Condo developer Uri Vaknin: “Already a world-renowned dining, entertainment and shopping capital, our city is now becoming a cultural hub. The openings of The Smith Center for the Performing Arts, The Mob Museum and the Neon Museum signals a clear move in that direction. Yet, I remain dumbfounded that Las Vegas lacks a world-class art museum.”
Ten days before her art school’s graduate exhibition opened, Rotem Bides claimed that the objects in her installation in the show had been taken from the museum at the Auschwitz-Birkenau prison camp. All hell broke loose, and her work was about to be removed – then she released a statement swearing that the items had not been taken from the Auschwitz museum itself.

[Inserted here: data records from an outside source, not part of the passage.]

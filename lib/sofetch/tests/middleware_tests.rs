//! Built-in interceptors wired into a real client.

use std::sync::{Arc, Mutex};

use assert2::{check, let_assert};
use serde_json::{Value, json};
use sofetch::middleware::{AcceptStatus, ErrorWhen, Logging, RewriteUrl, SetHeader, UnwrapField};
use sofetch::{Client, Envelope, FetchError, RequestOptions};
use wiremock::{
    Mock, MockServer, ResponseTemplate,
    matchers::{header, method, path},
};

#[tokio::test]
async fn bearer_auth_adds_header() {
    let mock_server = MockServer::start().await;

    Mock::given(method("GET"))
        .and(path("/me"))
        .and(header("Authorization", "Bearer test-token"))
        .respond_with(ResponseTemplate::new(200).set_body_json(json!({"id": 1})))
        .expect(1)
        .mount(&mock_server)
        .await;

    let client: Client = Client::builder()
        .root_url(mock_server.uri())
        .with_bearer_auth("test-token")
        .build();

    let envelope = client
        .get("/me", RequestOptions::new())
        .await
        .expect("response");
    check!(envelope.json() == Some(&json!({"id": 1})));
}

#[tokio::test]
async fn refreshed_bearer_token_is_used_per_call() {
    let mock_server = MockServer::start().await;

    Mock::given(method("GET"))
        .and(header("Authorization", "Bearer one"))
        .respond_with(ResponseTemplate::new(200))
        .expect(1)
        .mount(&mock_server)
        .await;
    Mock::given(method("GET"))
        .and(header("Authorization", "Bearer two"))
        .respond_with(ResponseTemplate::new(200))
        .expect(1)
        .mount(&mock_server)
        .await;

    let token = Arc::new(Mutex::new("one".to_string()));
    let source = Arc::clone(&token);
    let client: Client = Client::builder()
        .root_url(mock_server.uri())
        .with_bearer_auth_fn(move || Some(source.lock().expect("lock").clone()))
        .build();

    client.get("/", RequestOptions::new()).await.expect("first");
    *token.lock().expect("lock") = "two".to_string();
    client
        .get("/", RequestOptions::new())
        .await
        .expect("second");
}

#[cfg(feature = "middleware-basic-auth")]
#[tokio::test]
async fn basic_auth_adds_header() {
    let mock_server = MockServer::start().await;

    Mock::given(method("GET"))
        .and(header("Authorization", "Basic dXNlcjpwYXNz"))
        .respond_with(ResponseTemplate::new(204))
        .expect(1)
        .mount(&mock_server)
        .await;

    let client: Client = Client::builder()
        .root_url(mock_server.uri())
        .with_basic_auth("user", "pass")
        .build();

    client
        .get("/", RequestOptions::new())
        .await
        .expect("response");
}

#[tokio::test]
async fn rewrite_url_redirects_to_another_host() {
    let mock_server = MockServer::start().await;

    Mock::given(method("GET"))
        .and(path("/v2/items"))
        .respond_with(ResponseTemplate::new(200).set_body_json(json!([1, 2])))
        .mount(&mock_server)
        .await;

    let client: Client = Client::builder()
        .root_url("https://production.invalid")
        .request_interceptor(RewriteUrl::replace_prefix(
            "https://production.invalid",
            mock_server.uri(),
        ))
        .request_interceptor(RewriteUrl::new(|url| url.replace("/v1/", "/v2/")))
        .build();

    let envelope = client
        .get("/v1/items", RequestOptions::new())
        .await
        .expect("response");

    check!(envelope.json() == Some(&json!([1, 2])));
    check!(
        envelope.config().map(|config| config.url().to_string())
            == Some(format!("{}/v2/items", mock_server.uri()))
    );
}

#[tokio::test]
async fn set_header_respects_caller_value() {
    let mock_server = MockServer::start().await;

    Mock::given(method("GET"))
        .and(header("Accept", "text/csv"))
        .and(header("User-Agent", "sofetch-tests"))
        .respond_with(ResponseTemplate::new(200))
        .expect(1)
        .mount(&mock_server)
        .await;

    let client: Client = Client::builder()
        .root_url(mock_server.uri())
        .request_interceptor(SetHeader::if_absent("Accept", "application/json"))
        .request_interceptor(SetHeader::overriding("User-Agent", "sofetch-tests"))
        .build();

    client
        .get(
            "/export",
            RequestOptions::new()
                .header("Accept", "text/csv")
                .header("User-Agent", "caller"),
        )
        .await
        .expect("response");
}

#[tokio::test]
async fn unwrap_field_and_logging() {
    let mock_server = MockServer::start().await;

    Mock::given(method("GET"))
        .and(path("/users"))
        .respond_with(ResponseTemplate::new(200).set_body_json(json!({
            "data": [{"id": 1}, {"id": 2}],
            "meta": {"total": 2}
        })))
        .mount(&mock_server)
        .await;

    let client: Client = Client::builder()
        .root_url(mock_server.uri())
        .request_interceptor(Logging::debug())
        .response_interceptor(Logging::debug())
        .response_interceptor(UnwrapField::new("data"))
        .build();

    let envelope = client
        .get("/users", RequestOptions::new())
        .await
        .expect("response");

    check!(envelope.json() == Some(&json!([{"id": 1}, {"id": 2}])));
}

#[tokio::test]
async fn accept_status_turns_not_found_into_success() {
    let mock_server = MockServer::start().await;

    Mock::given(method("GET"))
        .respond_with(ResponseTemplate::new(404))
        .mount(&mock_server)
        .await;

    let client: Client = Client::builder()
        .root_url(mock_server.uri())
        .response_interceptor(AcceptStatus::new([404]))
        .build();

    let envelope = client
        .get("/maybe", RequestOptions::new())
        .await
        .expect("accepted");
    check!(envelope.status() == 404);
}

#[tokio::test]
async fn error_when_rejects_error_payloads() {
    let mock_server = MockServer::start().await;

    Mock::given(method("POST"))
        .respond_with(
            ResponseTemplate::new(200).set_body_json(json!({"ok": false, "error": "quota"})),
        )
        .mount(&mock_server)
        .await;

    let client: Client = Client::builder()
        .root_url(mock_server.uri())
        .response_interceptor(ErrorWhen::new(|envelope: &Envelope<Value>| {
            envelope.json().is_some_and(|b| b["ok"] == json!(false))
        }))
        .build();

    let result = client.post("/send", RequestOptions::new()).await;

    let_assert!(Err(FetchError::Status(envelope)) = result);
    check!(envelope.status() == 200);
    check!(
        envelope.json().map(|body| body["error"].clone()) == Some(json!("quota"))
    );
}

#[cfg(feature = "middleware-metrics")]
#[tokio::test]
async fn metrics_do_not_change_the_outcome() {
    let mock_server = MockServer::start().await;

    Mock::given(method("GET"))
        .respond_with(ResponseTemplate::new(500))
        .mount(&mock_server)
        .await;

    let client: Client = Client::builder()
        .root_url(mock_server.uri())
        .with_metrics()
        .build();

    let result = client.get("/", RequestOptions::new()).await;
    check!(result.err().and_then(|err| err.status()) == Some(500));
}
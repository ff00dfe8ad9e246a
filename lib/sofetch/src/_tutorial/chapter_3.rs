//! # Chapter 3: Interceptors
//!
//! Add cross-cutting behavior without touching call sites.
//!
//! ## Closures
//!
//! ```ignore
//! let client: Client = Client::builder()
//!     .map_request(|mut config| {
//!         config.headers_mut().insert("X-Client", "my-app");
//!         Ok(config)
//!     })
//!     .then_request(|mut config| async move {
//!         let token = token_store().fresh_token().await?;
//!         config.headers_mut().insert("Authorization", format!("Bearer {token}"));
//!         Ok(config)
//!     })
//!     .map_response(|mut envelope| {
//!         if envelope.status() == 404 {
//!             envelope.set_error(false);
//!         }
//!         Ok(envelope)
//!     })
//!     .build();
//! ```
//!
//! ## Built-in Interceptors
//!
//! | Feature | Interceptor | Helper |
//! |---------|-------------|--------|
//! | | [`BearerAuth`](crate::middleware::BearerAuth) | `.with_bearer_auth(token)` |
//! | `middleware-basic-auth` | `BasicAuth` | `.with_basic_auth(user, pass)` |
//! | | [`Logging`](crate::middleware::Logging) | `.with_logging()` |
//! | `middleware-metrics` | `Metrics` | `.with_metrics()` |
//! | | [`SetHeader`](crate::middleware::SetHeader) | |
//! | | [`RewriteUrl`](crate::middleware::RewriteUrl) | |
//! | | [`UnwrapField`](crate::middleware::UnwrapField) | |
//! | | [`AcceptStatus`](crate::middleware::AcceptStatus) | |
//! | | [`ErrorWhen`](crate::middleware::ErrorWhen) | |
//!
//! ## Order
//!
//! Each chain runs in the order interceptors were added, and each one sees
//! the output of the previous one:
//!
//! ```text
//! .with_bearer_auth(..)   →  1st on requests
//! .with_logging()         →  2nd on requests (sees the token), 1st on responses
//! .response_interceptor(UnwrapField::new("data"))  →  2nd on responses
//! ```
//!
//! An interceptor returning `Err` stops its chain. The call rejects with
//! [`FetchError::Interceptor`](crate::FetchError::Interceptor) holding that
//! exact error, which can be downcast back.
//!
//! ## Custom Interceptors
//!
//! Implement [`Interceptor`](crate::Interceptor) for types with state:
//!
//! ```ignore
//! use sofetch::{InterceptFuture, Interceptor, RequestConfig};
//!
//! struct ApiVersion(&'static str);
//!
//! impl Interceptor<RequestConfig> for ApiVersion {
//!     fn intercept(&self, mut config: RequestConfig) -> InterceptFuture<'_, RequestConfig> {
//!         let version = self.0;
//!         Box::pin(async move {
//!             config.headers_mut().insert("Api-Version", version);
//!             Ok(config)
//!         })
//!     }
//! }
//! ```
//!
//! ## Summary
//!
//! - Use `map_*` for synchronous closures, `then_*` for async ones
//! - Order matters: later interceptors see earlier changes
//! - Use feature flags for interceptors with extra dependencies
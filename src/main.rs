use anyhow::{Context, Result};
use clap::{Parser, Subcommand};
use std::path::PathBuf;
use tracing_subscriber::EnvFilter;

mod cmd;

#[derive(Parser)]
#[command(name = "maestro")]
#[command(version, about = "Plan orchestrator - schedule parallel phases through a dependency DAG")]
pub struct Cli {
    #[arg(long, global = true)]
    pub project_dir: Option<PathBuf>,

    /// Path to the plan file. Required only when more than one plan is initialized.
    #[arg(long, global = true)]
    pub plan: Option<PathBuf>,

    #[command(subcommand)]
    pub command: Commands,
}

#[derive(Subcommand)]
pub enum Commands {
    /// Parse a plan document and initialize (or reconcile) the status store
    Parse {
        /// Path to the plan markdown file
        plan_file: PathBuf,

        /// Base point the phase branches start from
        #[arg(long, default_value = "main")]
        base: String,
    },
    /// List phases ready to dispatch and groups ready to integrate
    Next,
    /// Check whether a group has passed the integration gate
    CheckGroup { group: String },
    /// Record a status transition for a phase
    Update {
        id: String,
        status: String,

        /// Review identifier to attach (PR number, review URL, ...)
        #[arg(long)]
        review_ref: Option<String>,
    },
    /// Apply the outcome of an external merge + verification run for a group
    Integrate {
        group: String,

        /// merged, build-failed, or conflict
        #[arg(long)]
        outcome: String,

        /// What failed (required with --outcome build-failed)
        #[arg(long)]
        reason: Option<String>,
    },
    /// Inject a synthetic fix phase depending on a whole group
    AddPhase {
        #[arg(long)]
        group: String,

        #[arg(long)]
        reason: String,
    },
    /// Force a phase to ESCALATED for human attention
    Escalate { id: String },
    /// Show the full phase table
    Status,
}

fn main() -> Result<()> {
    tracing_subscriber::fmt()
        .with_env_filter(EnvFilter::try_from_default_env().unwrap_or_else(|_| EnvFilter::new("warn")))
        .with_writer(std::io::stderr)
        .init();

    let cli = Cli::parse();
    let project_dir = match cli.project_dir.clone() {
        Some(dir) => dir,
        None => std::env::current_dir().context("Failed to get current directory")?,
    };
    let plan = cli.plan.as_deref();

    match &cli.command {
        Commands::Parse { plan_file, base } => {
            cmd::cmd_parse(&project_dir, plan_file, base)?;
        }
        Commands::Next => cmd::cmd_next(&project_dir, plan)?,
        Commands::CheckGroup { group } => cmd::cmd_check_group(&project_dir, plan, group)?,
        Commands::Update {
            id,
            status,
            review_ref,
        } => {
            cmd::cmd_update(&project_dir, plan, id, status, review_ref.as_deref())?;
        }
        Commands::Integrate {
            group,
            outcome,
            reason,
        } => {
            cmd::cmd_integrate(&project_dir, plan, group, outcome, reason.as_deref())?;
        }
        Commands::AddPhase { group, reason } => {
            cmd::cmd_add_phase(&project_dir, plan, group, reason)?;
        }
        Commands::Escalate { id } => cmd::cmd_escalate(&project_dir, plan, id)?,
        Commands::Status => cmd::cmd_status(&project_dir, plan)?,
    }

    Ok(())
}
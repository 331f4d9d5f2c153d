//! Readiness queries, status transitions, and the phase table.

use anyhow::{Result, bail};
use console::style;
use std::path::Path;

use maestro::lifecycle::{Applied, PhaseStatus};
use maestro::scheduler;

use super::resolve_store;

/// Print the deterministic ready set and any integration-ready groups.
pub fn cmd_next(project_dir: &Path, plan: Option<&Path>) -> Result<()> {
    let store_file = resolve_store(project_dir, plan)?;
    let store = store_file.load()?;

    let ready = scheduler::ready(&store);
    println!();
    if ready.is_empty() {
        println!("No phases are ready.");
    } else {
        println!("Ready phases:");
        for phase in &ready {
            println!(
                "  {:<8} level {}  {}",
                phase.id,
                phase.level,
                phase.name
            );
        }
    }

    for label in scheduler::ready_groups(&store) {
        println!("Group {label} is ready for integration.");
    }

    let blocked = scheduler::blocked(&store);
    if !blocked.is_empty() {
        let ids: Vec<&str> = blocked.iter().map(|p| p.id.as_str()).collect();
        println!(
            "{} blocked by escalation: {}",
            style("Warning:").red(),
            ids.join(", ")
        );
    }
    println!();
    Ok(())
}

/// Report the integration gate for one group.
pub fn cmd_check_group(project_dir: &Path, plan: Option<&Path>, group: &str) -> Result<()> {
    let store_file = resolve_store(project_dir, plan)?;
    let store = store_file.load()?;

    let ready = scheduler::group_ready(&store, group)?;
    println!();
    println!("Group {group}:");
    for member in store.group_members(group) {
        println!("  {:<8} {}", member.id, styled_status(member.status));
    }
    if ready {
        println!("Group {group} is ready for integration.");
    } else {
        println!("Group {group} is not ready.");
    }
    println!();
    Ok(())
}

/// Request one status transition for one phase.
pub fn cmd_update(
    project_dir: &Path,
    plan: Option<&Path>,
    id: &str,
    status: &str,
    review_ref: Option<&str>,
) -> Result<()> {
    let Some(target) = PhaseStatus::parse(status) else {
        bail!(
            "Unknown status '{status}'. Expected one of: pending, dispatched, developing, \
             for_review, merged, pr_approved, rejected, fixing, escalated, done"
        );
    };

    let store_file = resolve_store(project_dir, plan)?;
    let _lock = store_file.lock()?;
    let mut store = store_file.load()?;

    let from = store.get(id)?.status;
    let applied = store.update_status(id, target, review_ref)?;
    store_file.save(&mut store)?;

    let now = store.get(id)?.status;
    match applied {
        Applied::NoOp => println!("Phase {id} already {now}."),
        Applied::Changed => println!("Phase {id}: {from} -> {now}"),
    }
    Ok(())
}

/// Force a phase to ESCALATED (the cancellation primitive).
pub fn cmd_escalate(project_dir: &Path, plan: Option<&Path>, id: &str) -> Result<()> {
    let store_file = resolve_store(project_dir, plan)?;
    let _lock = store_file.lock()?;
    let mut store = store_file.load()?;

    store.escalate(id)?;
    store_file.save(&mut store)?;

    println!("Phase {id} escalated. Its dependents are blocked until a human resolves it.");
    Ok(())
}

/// Print the full phase table.
pub fn cmd_status(project_dir: &Path, plan: Option<&Path>) -> Result<()> {
    let store_file = resolve_store(project_dir, plan)?;
    let store = store_file.load()?;

    println!();
    println!(
        "Plan '{}'  base {}  revision {}",
        store.plan, store.base_point, store.revision
    );
    println!();
    println!(
        "{:<10} {:<12} {:<6} {:<6} {:<9} {:<10} Name",
        "Phase", "Status", "Group", "Level", "Attempts", "Reviews"
    );

    let mut phases: Vec<_> = store.phases.values().collect();
    phases.sort_by_key(|p| (p.level, p.declared_order));
    for phase in phases {
        println!(
            "{:<10} {:<12} {:<6} {:<6} {:<9} {:<10} {}",
            phase.id,
            styled_status(phase.status),
            phase.group.as_deref().unwrap_or("-"),
            phase.level,
            phase.attempts,
            if phase.review_refs.is_empty() {
                "-".to_string()
            } else {
                phase.review_refs.join(",")
            },
            phase.name,
        );
    }

    let done = store
        .phases
        .values()
        .filter(|p| p.status == PhaseStatus::Done)
        .count();
    println!();
    println!("{done}/{} phases done", store.phases.len());
    println!();
    Ok(())
}

fn styled_status(status: PhaseStatus) -> String {
    let text = status.to_string();
    match status {
        PhaseStatus::Done => style(text).green().to_string(),
        PhaseStatus::Escalated => style(text).red().to_string(),
        PhaseStatus::Rejected => style(text).yellow().to_string(),
        PhaseStatus::Pending => style(text).dim().to_string(),
        _ => text,
    }
}
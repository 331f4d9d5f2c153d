//! maestro: a phase dependency graph engine and execution state machine.
//!
//! The core pipeline: `plan` parses a phased plan document, `graph` validates
//! it into a DAG with parallel execution groups, `store` persists per-phase
//! status durably, `scheduler` answers readiness and gate queries, `lifecycle`
//! enforces the implement -> review -> merge/escalate state machine, and
//! `inject` extends the graph with synthetic fix phases after integration
//! build failures. Dispatching workers, running VCS commands, and judging
//! reviews are external collaborators; this crate only does the structural
//! dependency and status bookkeeping.

pub mod errors;
pub mod graph;
pub mod inject;
pub mod lifecycle;
pub mod phase;
pub mod plan;
pub mod scheduler;
pub mod store;
//! DAG builder for constructing dependency graphs from parsed phases.
//!
//! The builder unions explicit edges (declared with `Depends on:`) with
//! implicit edges inferred from file-target overlap, validates acyclicity,
//! and assigns each phase a level and a group label.

use std::collections::{BTreeMap, HashMap, HashSet};

use crate::errors::GraphError;
use crate::phase::Phase;

/// Index into the phase list.
pub type PhaseIndex = usize;

/// A validated directed acyclic graph of phases.
#[derive(Debug)]
pub struct PhaseGraph {
    /// Phases in declaration order, with level and group assigned
    phases: Vec<Phase>,
    /// Map from phase id to index
    index_map: HashMap<String, PhaseIndex>,
    /// Forward edges: index -> phases that depend on it
    forward_edges: Vec<Vec<PhaseIndex>>,
    /// Reverse edges: index -> phases it depends on (explicit + implicit)
    reverse_edges: Vec<Vec<PhaseIndex>>,
    /// Implicit edges inferred from file-target overlap, as (from, to)
    implicit_edges: Vec<(PhaseIndex, PhaseIndex)>,
}

impl PhaseGraph {
    /// Get the number of phases in the graph.
    pub fn len(&self) -> usize {
        self.phases.len()
    }

    /// Check if the graph is empty.
    pub fn is_empty(&self) -> bool {
        self.phases.is_empty()
    }

    /// Get a phase by its index.
    pub fn get_phase(&self, index: PhaseIndex) -> Option<&Phase> {
        self.phases.get(index)
    }

    /// Get a phase by its id.
    pub fn get_phase_by_id(&self, id: &str) -> Option<&Phase> {
        self.index_map.get(id).and_then(|&i| self.phases.get(i))
    }

    /// Get the index for a phase id.
    pub fn get_index(&self, id: &str) -> Option<PhaseIndex> {
        self.index_map.get(id).copied()
    }

    /// Get all phases in declaration order.
    pub fn phases(&self) -> &[Phase] {
        &self.phases
    }

    /// Consume the graph, yielding the phases with levels and groups assigned.
    pub fn into_phases(self) -> Vec<Phase> {
        self.phases
    }

    /// Get phases that depend on the given phase.
    pub fn dependents(&self, index: PhaseIndex) -> &[PhaseIndex] {
        self.forward_edges.get(index).map_or(&[], |v| v.as_slice())
    }

    /// Get the full dependency set of a phase, explicit and implicit.
    pub fn dependencies(&self, index: PhaseIndex) -> &[PhaseIndex] {
        self.reverse_edges.get(index).map_or(&[], |v| v.as_slice())
    }

    /// Edges inferred from file-target overlap.
    pub fn implicit_edges(&self) -> &[(PhaseIndex, PhaseIndex)] {
        &self.implicit_edges
    }
}

/// Builder for validated phase graphs.
pub struct GraphBuilder {
    phases: Vec<Phase>,
}

impl GraphBuilder {
    /// Create a new builder. Phases must be in declaration order with unique
    /// ids (the plan parser guarantees both).
    pub fn new(phases: Vec<Phase>) -> Self {
        Self { phases }
    }

    /// Build the graph: union edges, detect cycles, assign levels and groups.
    pub fn build(mut self) -> Result<PhaseGraph, GraphError> {
        let n = self.phases.len();
        let mut index_map = HashMap::with_capacity(n);
        for (i, phase) in self.phases.iter().enumerate() {
            index_map.insert(phase.id.clone(), i);
        }

        let mut forward_edges: Vec<Vec<PhaseIndex>> = vec![Vec::new(); n];
        let mut reverse_edges: Vec<Vec<PhaseIndex>> = vec![Vec::new(); n];
        let mut explicit_pairs: HashSet<(PhaseIndex, PhaseIndex)> = HashSet::new();

        for (to_idx, phase) in self.phases.iter().enumerate() {
            for dep in &phase.depends_on {
                let from_idx = *index_map.get(dep).ok_or_else(|| GraphError::UnknownDependency {
                    phase: phase.id.clone(),
                    dependency: dep.clone(),
                })?;
                forward_edges[from_idx].push(to_idx);
                reverse_edges[to_idx].push(from_idx);
                explicit_pairs.insert((from_idx, to_idx));
            }
        }

        // Implicit edges: two phases touching the same files with no declared
        // order get an edge from the earlier-declared phase to the later one,
        // so repeated parses of an unchanged plan yield the same graph. The
        // edge is folded into the later phase's `depends_on` so it survives
        // into the persisted store and gates readiness like any other
        // dependency.
        let mut implicit_edges = Vec::new();
        for i in 0..n {
            for j in (i + 1)..n {
                if !self.phases[i].targets_overlap(&self.phases[j]) {
                    continue;
                }
                if explicit_pairs.contains(&(i, j)) || explicit_pairs.contains(&(j, i)) {
                    continue;
                }
                forward_edges[i].push(j);
                reverse_edges[j].push(i);
                implicit_edges.push((i, j));
                tracing::debug!(
                    from = %self.phases[i].id,
                    to = %self.phases[j].id,
                    "inferred implicit dependency from file-target overlap"
                );
                let dep_id = self.phases[i].id.clone();
                self.phases[j].depends_on.push(dep_id);
            }
        }

        if let Some(cycle) = find_cycle(&forward_edges) {
            let members = cycle
                .into_iter()
                .filter_map(|i| self.phases.get(i).map(|p| p.id.clone()))
                .collect();
            return Err(GraphError::Cycle { members });
        }

        // Level = 0 with no dependencies, else 1 + max(dependency levels).
        let mut memo = vec![None; n];
        for i in 0..n {
            let level = compute_level(i, &reverse_edges, &mut memo);
            self.phases[i].level = level;
        }

        assign_groups(&mut self.phases);

        Ok(PhaseGraph {
            phases: self.phases,
            index_map,
            forward_edges,
            reverse_edges,
            implicit_edges,
        })
    }
}

/// Depth-first cycle search tracking recursion-stack membership. Returns the
/// stack segment forming the cycle, if any.
fn find_cycle(edges: &[Vec<PhaseIndex>]) -> Option<Vec<PhaseIndex>> {
    const WHITE: u8 = 0;
    const GRAY: u8 = 1;
    const BLACK: u8 = 2;

    fn visit(
        v: PhaseIndex,
        edges: &[Vec<PhaseIndex>],
        state: &mut [u8],
        stack: &mut Vec<PhaseIndex>,
    ) -> Option<Vec<PhaseIndex>> {
        state[v] = GRAY;
        stack.push(v);
        for &w in &edges[v] {
            match state[w] {
                WHITE => {
                    if let Some(cycle) = visit(w, edges, state, stack) {
                        return Some(cycle);
                    }
                }
                GRAY => {
                    // Back-edge into the current stack.
                    let pos = stack.iter().position(|&x| x == w).unwrap_or(0);
                    return Some(stack[pos..].to_vec());
                }
                _ => {}
            }
        }
        stack.pop();
        state[v] = BLACK;
        None
    }

    let mut state = vec![WHITE; edges.len()];
    let mut stack = Vec::new();
    for v in 0..edges.len() {
        if state[v] == WHITE {
            if let Some(cycle) = visit(v, edges, &mut state, &mut stack) {
                return Some(cycle);
            }
        }
    }
    None
}

fn compute_level(
    v: PhaseIndex,
    reverse_edges: &[Vec<PhaseIndex>],
    memo: &mut Vec<Option<u32>>,
) -> u32 {
    if let Some(level) = memo[v] {
        return level;
    }
    let level = reverse_edges[v]
        .iter()
        .map(|&dep| compute_level(dep, reverse_edges, memo) + 1)
        .max()
        .unwrap_or(0);
    memo[v] = Some(level);
    level
}

/// Assign group labels: levels holding two or more phases become groups,
/// labelled with successive letters in ascending level order. Single-phase
/// levels stay solo (`group = None`).
fn assign_groups(phases: &mut [Phase]) {
    let mut by_level: BTreeMap<u32, Vec<usize>> = BTreeMap::new();
    for (i, phase) in phases.iter().enumerate() {
        by_level.entry(phase.level).or_default().push(i);
    }

    let mut next_label = 0;
    for members in by_level.values() {
        if members.len() < 2 {
            continue;
        }
        let label = group_label(next_label);
        next_label += 1;
        for &i in members {
            phases[i].group = Some(label.clone());
        }
    }
}

/// Letter labels: A..Z, then AA, AB, ...
fn group_label(mut n: usize) -> String {
    let mut label = String::new();
    loop {
        label.insert(0, (b'A' + (n % 26) as u8) as char);
        n /= 26;
        if n == 0 {
            break;
        }
        n -= 1;
    }
    label
}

Academicians warned decades ago that “the restrictive control of the master’s archives for a quarter-century after his death in 1959 by his widow, Olgivanna (who died in 1985), would set back Wright studies for a full generation, if not longer. Dissertation advisers prudently steered doctoral candidates away from Wright topics because of the extortionate research and reproduction fees demanded by his foundation, as well as the editorial approval it demanded for publications that used material from the Taliesin archive. The rise of poststructuralist criticism further eroded younger scholars’ interest in an architect whose uniquely personal approach to architecture had little to do with the period’s fascination with literary theory.”
Phineas Harper: “Across architectural culture we dread the label of unoriginality like a curse. We deride the derivative, we mock mimics, we fear facsimiles. Call us dull, call us sellouts, call us gentrifiers – just don’t call us copycats. I believe this sneering snobbery of derivation is deeply flawed and at odds with the potential of architecture as a collective creative force.” (For instance, Shigeru Ban is not the only architect allowed to use cardboard tubes.)
Justin Davidson: “Most of us can imagine only what we already know, and even the fantasies of visionary filmmakers can be astonishingly earthbound. The inventors of nonexistent cities don’t have to worry about building codes, zoning, financing regulations, or even the need to make their structures stand up. Rather than use that freedom to unleash radical design or dream up darkly beautiful architecture, they simply recycle the present and make it bigger, and worse.”
“Manhattan prosecutors have taken custody of an ancient bull’s head that was on loan to the Metropolitan Museum of Art because of concerns that the antiquity was looted from a Lebanese storage area in the 1980s during Lebanon’s civil war. … Last week, the Met surrendered an ancient vase that it bought at auction in 1989 because of concerns that it might have been looted from Italy.”